I want to offer an alternative solution following up on your last paragraph, which is easily accomplished in a single analysis without the need for iteration or even Model Builder unless you wish to repeat it many times. You cannot use the Near tool in this case, as that only returns the closest feature. You could use the Generate Near Table tool with an Advanced license (just like Near) or a Spatial Join with just Basic, but both of those methods require some back-joining of tables to get identifying attributes. If you wanted distances you wouldn't have a choice, but for just counts this will be much simpler.
Let's start with my recreation of your data. I have three project sites with an ID field and a number of 39 random turbine points in a separate feature class that also have an id field that matches the projects. I buffered the projects (dissolve none) to ensure I had some foreign turbines. (And if you look closely you'll note I screwed up my B/C turbine associations.)

If you open up the attribute table of the buffers you'll see that the attributes of the projects were transferred to the buffers, including ID. The next step is to Intersect (join attributes all) the buffers and turbine points. This creates a new point feature class that has two properties of note. First, the attributes from both the buffers and the turbines are included. Second, each point that fell within more than one buffer was duplicated so there is one instance per buffer - thus the result has 53 points instead of the original 39.

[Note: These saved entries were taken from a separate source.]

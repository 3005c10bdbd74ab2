//! Public key handles.

use dsa::pkcs8::DecodePublicKey;
use x509_parser::public_key::PublicKey as ParsedPublicKey;
use x509_parser::x509::SubjectPublicKeyInfo;

use super::registered_name;
use crate::error::KeyError;

const OID_RSA: &str = "1.2.840.113549.1.1.1";
const OID_RSASSA_PSS: &str = "1.2.840.113549.1.1.10";
const OID_DSA: &str = "1.2.840.10040.4.1";
const OID_EC: &str = "1.2.840.10045.2.1";

/// Subject public key, one variant per family the engine knows how to size
/// and verify with.
#[derive(Debug, Clone, PartialEq, Eq)]
pub enum PublicKey {
    Rsa(RsaKey),
    Dsa(DsaKey),
    Ec(EcKey),
    Other(OtherKey),
}

/// RSA modulus and public exponent, big-endian.
///
/// Both are empty when the key bytes could not be parsed.
#[derive(Debug, Clone, Default, PartialEq, Eq)]
pub struct RsaKey {
    pub modulus: Vec<u8>,
    pub exponent: Vec<u8>,
}

/// DSA keys keep the whole SPKI; the domain parameters live in the
/// algorithm identifier, not in the bit string.
#[derive(Debug, Clone, PartialEq, Eq)]
pub struct DsaKey {
    pub spki_der: Vec<u8>,
}

#[derive(Debug, Clone, PartialEq, Eq)]
pub struct EcKey {
    pub curve: Curve,
    /// SEC1 encoded point
    pub point: Vec<u8>,
}

#[derive(Debug, Clone, PartialEq, Eq)]
pub struct OtherKey {
    pub oid: String,
    /// Key type tag (`Ed25519`, registry short name, or the OID)
    pub name: String,
}

#[derive(Debug, Clone, Copy, PartialEq, Eq, Hash)]
pub enum NamedCurve {
    Secp192r1,
    Secp224r1,
    Secp256r1,
    Secp384r1,
    Secp521r1,
    Secp256k1,
    BrainpoolP256r1,
    BrainpoolP384r1,
    BrainpoolP512r1,
}

const NAMED_CURVES: &[(&str, NamedCurve)] = &[
    ("1.2.840.10045.3.1.1", NamedCurve::Secp192r1),
    ("1.3.132.0.33", NamedCurve::Secp224r1),
    ("1.2.840.10045.3.1.7", NamedCurve::Secp256r1),
    ("1.3.132.0.34", NamedCurve::Secp384r1),
    ("1.3.132.0.35", NamedCurve::Secp521r1),
    ("1.3.132.0.10", NamedCurve::Secp256k1),
    ("1.3.36.3.3.2.8.1.1.7", NamedCurve::BrainpoolP256r1),
    ("1.3.36.3.3.2.8.1.1.11", NamedCurve::BrainpoolP384r1),
    ("1.3.36.3.3.2.8.1.1.13", NamedCurve::BrainpoolP512r1),
];

impl NamedCurve {
    #[must_use]
    pub fn from_oid(oid: &str) -> Option<Self> {
        NAMED_CURVES
            .iter()
            .find(|(known, _)| *known == oid)
            .map(|&(_, curve)| curve)
    }

    #[must_use]
    pub const fn name(self) -> &'static str {
        match self {
            Self::Secp192r1 => "secp192r1",
            Self::Secp224r1 => "secp224r1",
            Self::Secp256r1 => "secp256r1",
            Self::Secp384r1 => "secp384r1",
            Self::Secp521r1 => "secp521r1",
            Self::Secp256k1 => "secp256k1",
            Self::BrainpoolP256r1 => "brainpoolP256r1",
            Self::BrainpoolP384r1 => "brainpoolP384r1",
            Self::BrainpoolP512r1 => "brainpoolP512r1",
        }
    }

    #[must_use]
    pub const fn bits(self) -> usize {
        match self {
            Self::Secp192r1 => 192,
            Self::Secp224r1 => 224,
            Self::Secp256r1 | Self::Secp256k1 | Self::BrainpoolP256r1 => 256,
            Self::Secp384r1 | Self::BrainpoolP384r1 => 384,
            Self::Secp521r1 => 521,
            Self::BrainpoolP512r1 => 512,
        }
    }
}

/// EC domain parameters as found in the SPKI.
#[derive(Debug, Clone, PartialEq, Eq)]
pub enum Curve {
    Named(NamedCurve),
    /// Unrecognised named curve (dotted OID)
    Unknown(String),
    /// Explicit or missing parameters
    Unspecified,
}

impl Curve {
    fn from_parameters(oid: Option<String>) -> Self {
        match oid {
            Some(oid) => NamedCurve::from_oid(&oid).map_or(Self::Unknown(oid), Self::Named),
            None => Self::Unspecified,
        }
    }

    /// Display name, `None` for explicit parameters.
    #[must_use]
    pub fn name(&self) -> Option<&str> {
        match self {
            Self::Named(curve) => Some(curve.name()),
            Self::Unknown(oid) => Some(oid),
            Self::Unspecified => None,
        }
    }
}

impl PublicKey {
    /// Classify the subject public key info of a certificate or CSR.
    pub(crate) fn from_spki(spki: &SubjectPublicKeyInfo<'_>) -> Self {
        let oid = spki.algorithm.algorithm.to_id_string();

        match oid.as_str() {
            OID_RSA | OID_RSASSA_PSS => match spki.parsed() {
                Ok(ParsedPublicKey::RSA(rsa)) => Self::Rsa(RsaKey {
                    modulus: rsa.modulus.to_vec(),
                    exponent: rsa.exponent.to_vec(),
                }),
                _ => Self::Rsa(RsaKey::default()),
            },
            OID_DSA => Self::Dsa(DsaKey {
                spki_der: spki.raw.to_vec(),
            }),
            OID_EC => {
                let curve_oid = spki
                    .algorithm
                    .parameters
                    .as_ref()
                    .and_then(|params| params.as_oid().ok())
                    .map(|curve| curve.to_id_string());
                Self::Ec(EcKey {
                    curve: Curve::from_parameters(curve_oid),
                    point: spki.subject_public_key.data.to_vec(),
                })
            }
            _ => Self::Other(OtherKey {
                name: other_key_name(&oid)
                    .map(str::to_string)
                    .or_else(|| registered_name(&spki.algorithm.algorithm))
                    .unwrap_or_else(|| oid.clone()),
                oid,
            }),
        }
    }

    /// Family tag as shown in summaries (`RSA`, `DSA`, `EC`, ...).
    #[must_use]
    pub fn algorithm_name(&self) -> &str {
        match self {
            Self::Rsa(_) => "RSA",
            Self::Dsa(_) => "DSA",
            Self::Ec(_) => "EC",
            Self::Other(other) => &other.name,
        }
    }

    /// Key size in bits.
    ///
    /// # Errors
    ///
    /// Returns `KeyError` when the key material cannot be decoded or the
    /// size of an EC key cannot be derived.
    pub fn key_size(&self) -> Result<usize, KeyError> {
        match self {
            Self::Rsa(rsa) => rsa_bits(&rsa.modulus).ok_or_else(|| KeyError::Undecodable {
                algorithm: "RSA",
                reason: "empty modulus".to_string(),
            }),
            Self::Dsa(dsa) => {
                let key = dsa::VerifyingKey::from_public_key_der(&dsa.spki_der).map_err(|e| {
                    KeyError::Undecodable {
                        algorithm: "DSA",
                        reason: e.to_string(),
                    }
                })?;
                Ok(key.components().p().bits())
            }
            Self::Ec(ec) => match &ec.curve {
                Curve::Named(curve) => Ok(curve.bits()),
                Curve::Unknown(_) | Curve::Unspecified => {
                    point_bits(&ec.point).ok_or(KeyError::UnknownCurve)
                }
            },
            Self::Other(other) => Err(KeyError::Undecodable {
                algorithm: "unknown",
                reason: format!("no size for key type {}", other.name),
            }),
        }
    }
}

fn other_key_name(oid: &str) -> Option<&'static str> {
    match oid {
        "1.3.101.110" => Some("X25519"),
        "1.3.101.111" => Some("X448"),
        "1.3.101.112" => Some("Ed25519"),
        "1.3.101.113" => Some("Ed448"),
        _ => None,
    }
}

/// Bit length of a big-endian integer, ignoring leading zero bytes.
pub(crate) fn rsa_bits(modulus: &[u8]) -> Option<usize> {
    let start = modulus.iter().position(|&b| b != 0)?;
    let significant = &modulus[start..];
    let lead = significant[0].leading_zeros() as usize;
    Some(significant.len() * 8 - lead)
}

/// Field size from an uncompressed SEC1 point (`04 || X || Y`).
fn point_bits(point: &[u8]) -> Option<usize> {
    match point.split_first() {
        Some((0x04, coords)) if !coords.is_empty() && coords.len() % 2 == 0 => {
            Some(coords.len() / 2 * 8)
        }
        _ => None,
    }
}

#[cfg(test)]
mod tests {
    use super::*;

    #[test]
    fn rsa_bits_skip_leading_zero() {
        let mut modulus = vec![0x00, 0xC0];
        modulus.extend([0xFF; 255]);
        assert_eq!(rsa_bits(&modulus), Some(2048));
        assert_eq!(rsa_bits(&[0x01]), Some(1));
        assert_eq!(rsa_bits(&[]), None);
        assert_eq!(rsa_bits(&[0, 0]), None);
    }

    #[test]
    fn empty_rsa_key_has_no_size() {
        let key = PublicKey::Rsa(RsaKey::default());
        assert!(matches!(
            key.key_size(),
            Err(KeyError::Undecodable { algorithm: "RSA", .. })
        ));
    }

    #[test]
    fn unknown_curve_sized_from_point() {
        let mut point = vec![0x04];
        point.extend([0xAB; 64]);
        let key = PublicKey::Ec(EcKey {
            curve: Curve::Unknown("1.2.3.4".into()),
            point,
        });
        assert_eq!(key.key_size(), Ok(256));

        let compressed = PublicKey::Ec(EcKey {
            curve: Curve::Unspecified,
            point: vec![0x02; 33],
        });
        assert_eq!(compressed.key_size(), Err(KeyError::UnknownCurve));
    }

    #[test]
    fn named_curves() {
        assert_eq!(
            NamedCurve::from_oid("1.3.132.0.34"),
            Some(NamedCurve::Secp384r1)
        );
        assert_eq!(NamedCurve::Secp521r1.bits(), 521);
        assert_eq!(Curve::Unknown("1.2.3".into()).name(), Some("1.2.3"));
        assert_eq!(Curve::Unspecified.name(), None);
    }

    #[test]
    fn other_key_names() {
        assert_eq!(other_key_name("1.3.101.112"), Some("Ed25519"));
        assert_eq!(other_key_name("1.2.3"), None);
    }
}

You'll note that each point now has two ID fields. Since you're only interested in foreign turbines, you don't care about any point where both ID attributes are the same because that means it's a turbine associated with that project. So using a Select by Attribute, select all records where the two ID fields are equal and delete them. This leaves only the foreign turbines within each buffer. You could do the opposite of course if you wanted to exclude foreign turbines and only count those from the project.
Now use the Summary Statistics tool on the remaining points. You must have a statistics field for the tool to run, but you don't need to pay much attention to it because the count you want will automatically be generated as a Frequency column in the resulting table. For a check, you can set the stat field to your project ID field with a type of count and it should match your frequency field. You do need to specify a CASE field, and it should be the project ID field - as in the attribute that came from the project points and buffers, not the turbines. Run the tool and you get a table with one row for each project and a count of all the foreign turbines in that project's buffer. This will address all 58 of your project sites at once, regardless of how many buffers a turbine might fall within.